23. There remains a further point that warrants clarification. Mukaddam has made it plain, as indicated, that the factors relevant to the consideration of a certification application are not requirements that must all be satisfied before certification may be granted. Put simply, the factors are considerations that must be weighed together so as to make a final judgment, against the overarching standard of the interests of justice, as to whether certification should be granted, and if so, on what terms.

24. If, then, a class action is predicated upon a cause of action that is not tenable in law, and there is consequently not a triable issue to take forward to trial, is the class action nevertheless capable of certification? Mukaddam allows that it could be. But that would be so in unusual circumstances, not altogether easy to foresee. If the certification court can and has decided a question of law and concluded that there is no cause of action that supports the class action, then there is no triable issue. If the point of law is novel and has not been authoritatively determined by our highest courts; that may warrant the attention of these courts on appeal from the certification court. But from the vantage point of the certification court, if the point of law is dispositive of the applicant’s cause of action, then there is no triable issue to go forward. And that would bear much weight in determining the ultimate question, because, if the certification court decides there is no cause of action, then there is nothing for the trial court to determine. In such circumstances, whatever other virtues the certification application may have, it is difficult to see what would justify certification.

25. This analysis simply emphasizes that in a particular case certain factors relevant to certification may weigh in different ways. Certain factors may weigh with the certification court to incline the decision one way or another. Other factors may be so weighty that the scales tip decisively. Every factor is to be weighed, and none displaces the ultimate exercise of weighing all in the balance to determine where the interests of justice lie. But that does not mean that a factor in a particular case may weigh so heavily that it points clearly to what the interests of justice require.

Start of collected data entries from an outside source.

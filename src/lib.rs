//! Shellcache - offline app-shell cache controller
//!
//! This crate keeps a versioned, namespaced cache of HTTP responses for a
//! single origin and decides, per request, whether to answer from the
//! network or from the cache:
//!
//! - **documents** (`Accept: text/html`) are network-first, falling back
//!   to the cached page, then to the cached root page, when offline;
//! - **everything else** is cache-first, fetched and stored on a miss;
//! - **non-GET and cross-origin** requests are never intercepted.
//!
//! A cache generation is installed by precaching its App Shell and
//! activated by deleting the stores of older generations. Storage, network
//! and the hosting runtime are capabilities injected as traits
//! ([`CacheStorage`], [`Fetcher`], [`WorkerScope`]).
//!
//! # Example
//!
//! ```rust,no_run
//! use std::sync::Arc;
//! use shellcache::{HttpFetcher, OfflineCacheController, Registration, Request};
//!
//! #[tokio::main]
//! async fn main() -> shellcache::Result<()> {
//!     let controller = OfflineCacheController::builder()
//!         .origin("https://hotel.example.com")
//!         .version("v1.0.0")
//!         .build()?;
//!
//!     let registration = Registration::new(Arc::new(HttpFetcher::new()?));
//!     registration.register(Arc::new(controller)).await?;
//!
//!     let page = registration.connect_client().await;
//!     let response = registration
//!         .dispatch(page, &Request::document("https://hotel.example.com/dashboard/")?)
//!         .await?;
//!     println!("{}", response.status());
//!     Ok(())
//! }
//! ```

pub mod config;
pub mod controller;
pub mod error;
pub mod network;
pub mod registration;
pub mod storage;
pub mod telemetry;
pub mod types;
pub mod version;

// Re-export main types at crate root
pub use config::Config;
pub use controller::{
    ControllerBuilder, ControllerState, FallbackChain, Interception, OfflineCacheController,
    RequestClass, Strategy, WorkerScope,
};
pub use error::{Result, ShellCacheError};
pub use network::{Fetcher, HttpFetcher};
pub use registration::{ClientId, Registration};
pub use storage::{CacheStorage, CacheStore, DiskCacheStorage, MemoryCacheStorage};
pub use types::{Request, RequestKey, Response};
pub use version::{PKG_VERSION, version_string};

26. With these observations as to the framework by reference to which a certification application is to be considered, I turn to the first consideration: class definition.

 

CLASS DEFINITION

27. Class definition provides the foundation for a class action. As Children’s Resources makes plain, the class or classes should be defined with sufficient precision to ensure that membership of the class can be determined by reference to objective criteria. There are good reasons for this. The rights of members of the class are affected by certification. They are bound by the outcome of the class action if they have not chosen to opt out or, in some species of class action, they have elected to opt in. The members of the class must thus be determined or determinable. The membership of the class should have an identity of interest. Furthermore, the definition of the class will be relevant to other considerations that the certification court is required to consider. Thus, by way of example, the heterogeneity of a class may impact upon the common issues capable of determination in a class action, the suitability of a class representative and the complexity of the proposed litigation. So too, a class that is under-inclusive may lack utility, because the joinder of individual plaintiffs in a single action may be quite as effective as the certification of a class action. In other cases, a class may over-extensive and lack coherence which gives rise to other infirmities.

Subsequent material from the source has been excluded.